Close to 1,000 students and significant women in their lives, including their mothers and grandmothers, attended the event.
Dr Ntaiya spoke about how she negotiated a return to school with her father after undergoing female genital mutilation (FGM) in preparation for marriage in her early teen years, completed a PhD in education in the United States, and founded organisation Kakenya’s Dream to help educate and empower girls in her home country.
Year 12 students Ella Rigg and Rachel George were among the student leaders who organised the breakfast in line with the 2020 International Women’s Day theme ‘each for equal’.
They also sold beaded bracelets made by Kenyan women to support the projects founded by Kakenya that aim to abolish traditional practices like FGM, which affects up to 80 per cent of girls in Kenyan villages, and give them access to further education.
“The bracelets are also a reminder across the school that we should not take our education for granted and should strive for greatness and dream big,” said Ella, who migrated from South Africa to Australia at age 7.
“What Kakenya has done for the whole Brigidine community is inspire us. We’re hoping to become a sister school to the school in Kenya, do some exchanges and connect more. This will give the girls in Kenya opportunities to come here and see a different society.”
The bracelets are a reminder … that we should not take our education for granted.
Rachel said though education and work were the main areas inequality was still visible between men and women and women in different parts of the world, Kakenya’s talk was a reminder to act on inequality in all areas.

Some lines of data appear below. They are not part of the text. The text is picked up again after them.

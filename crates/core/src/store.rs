//! Storage collaborator traits.
//!
//! `VectorIndex` is the document store with similarity search (it owns its
//! embedding function); `PreferenceDb` is the key/value side holding
//! preferences and subscribed sources. `FeedStore` composes both.

use async_trait::async_trait;
use serde::{Deserialize, Serialize};

use crate::error::StoreError;
use crate::feed::{FeedSource, Preference};

/// Metadata stored next to each indexed document.
#[derive(Debug, Clone, PartialEq, Default, Serialize, Deserialize)]
pub struct ItemMetadata {
    pub title: String,
    pub link: String,
    /// Canonical published date
    pub pub_date: String,
    pub source: String,
}

/// One document in the vector index.
#[derive(Debug, Clone, PartialEq)]
pub struct IndexEntry {
    pub id: String,
    pub document: String,
    pub metadata: ItemMetadata,
}

/// A similarity query hit. `distance` is `None` for unranked queries.
#[derive(Debug, Clone)]
pub struct IndexHit {
    pub entry: IndexEntry,
    pub distance: Option<f32>,
    pub embedding: Option<Vec<f32>>,
}

/// Exact-match metadata filter for `VectorIndex::get`.
#[derive(Debug, Clone, PartialEq)]
pub enum MetadataFilter {
    Ids(Vec<String>),
    Link(String),
    TitleAndSource { title: String, source: String },
    Source(String),
}

impl MetadataFilter {
    pub fn matches(&self, entry: &IndexEntry) -> bool {
        match self {
            Self::Ids(ids) => ids.iter().any(|id| id == &entry.id),
            Self::Link(link) => &entry.metadata.link == link,
            Self::TitleAndSource { title, source } => {
                &entry.metadata.title == title && &entry.metadata.source == source
            }
            Self::Source(source) => &entry.metadata.source == source,
        }
    }
}

#[async_trait]
pub trait VectorIndex: Send + Sync {
    fn name(&self) -> &str;

    /// Embed and store documents. Ids must be unique.
    async fn add(&self, entries: Vec<IndexEntry>) -> Result<(), StoreError>;

    /// Nearest `n` documents to `text` by cosine distance, closest first.
    /// With no text, the first `n` documents in insertion order.
    async fn query(&self, text: Option<&str>, n: usize) -> Result<Vec<IndexHit>, StoreError>;

    /// All documents matching the filter, in insertion order, with their
    /// stored embeddings when available.
    async fn get(&self, filter: Option<&MetadataFilter>) -> Result<Vec<IndexHit>, StoreError>;

    async fn count(&self) -> Result<usize, StoreError>;

    /// Drop every document.
    async fn delete_collection(&self) -> Result<(), StoreError>;
}

#[async_trait]
pub trait PreferenceDb: Send + Sync {
    /// Insert or replace the preference for `preference.feed_id`.
    async fn upsert_preference(&self, preference: Preference) -> Result<(), StoreError>;

    async fn find_preference(&self, feed_id: &str) -> Result<Option<Preference>, StoreError>;

    async fn find_preferences(&self) -> Result<Vec<Preference>, StoreError>;

    /// Insert a source. Returns `false` when the URL is already subscribed.
    async fn insert_source(&self, source: FeedSource) -> Result<bool, StoreError>;

    /// Sources, newest first.
    async fn list_sources(&self) -> Result<Vec<FeedSource>, StoreError>;

    /// Returns `false` when no source had that id.
    async fn delete_source(&self, id: &str) -> Result<bool, StoreError>;
}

“There are so many aspects in society that are not equal that we should stand up to make a change,” she said.
“This was a good way for our college and the wider community to come together and recognise how women are so important in society, how society has evolved, and how we empower each other when we come together and encourage and support each other.”
Rachel said her school also partnered with a local Ronald McDonald house to tutor children who have been ill, through a program called homework heroes.

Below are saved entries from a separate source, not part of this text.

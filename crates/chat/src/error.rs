//! Errors surfaced by chat sessions and the chat service.

use feedloom_core::error::{ProviderError, StoreError, ToolError};
use thiserror::Error;

#[derive(Debug, Error)]
pub enum ChatError {
    /// Bad caller input; nothing was changed.
    #[error("Invalid request: {0}")]
    Validation(String),

    #[error("No active connection for session {0}")]
    NoActiveConnection(String),

    #[error(transparent)]
    Provider(#[from] ProviderError),

    #[error(transparent)]
    Tool(#[from] ToolError),

    #[error(transparent)]
    Store(#[from] StoreError),
}

pub type Result<T> = std::result::Result<T, ChatError>;

#[cfg(test)]
mod tests {
    use super::*;

    #[test]
    fn provider_errors_convert() {
        let err: ChatError = ProviderError::ModelNotFound("gemini".into()).into();
        assert_eq!(err.to_string(), "Unknown model type: gemini");
    }

    #[test]
    fn no_active_connection_names_session() {
        let err = ChatError::NoActiveConnection("abc".into());
        assert!(err.to_string().contains("abc"));
    }
}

She chose to write about another education activist, Malala Yousafzai, as part of classwork on the International Women’s Day theme. The world’s youngest Nobel Laureate came to global attention after a Taliban soldier shot her for speaking out against a ban on girls attending school in Pakistan in 2012.
“Girls here are very privileged with their education,” Rachel said. “I feel we need to be more grateful for what we have because there are people in other countries who don’t have as much as we do, and we don’t realize how different it is.”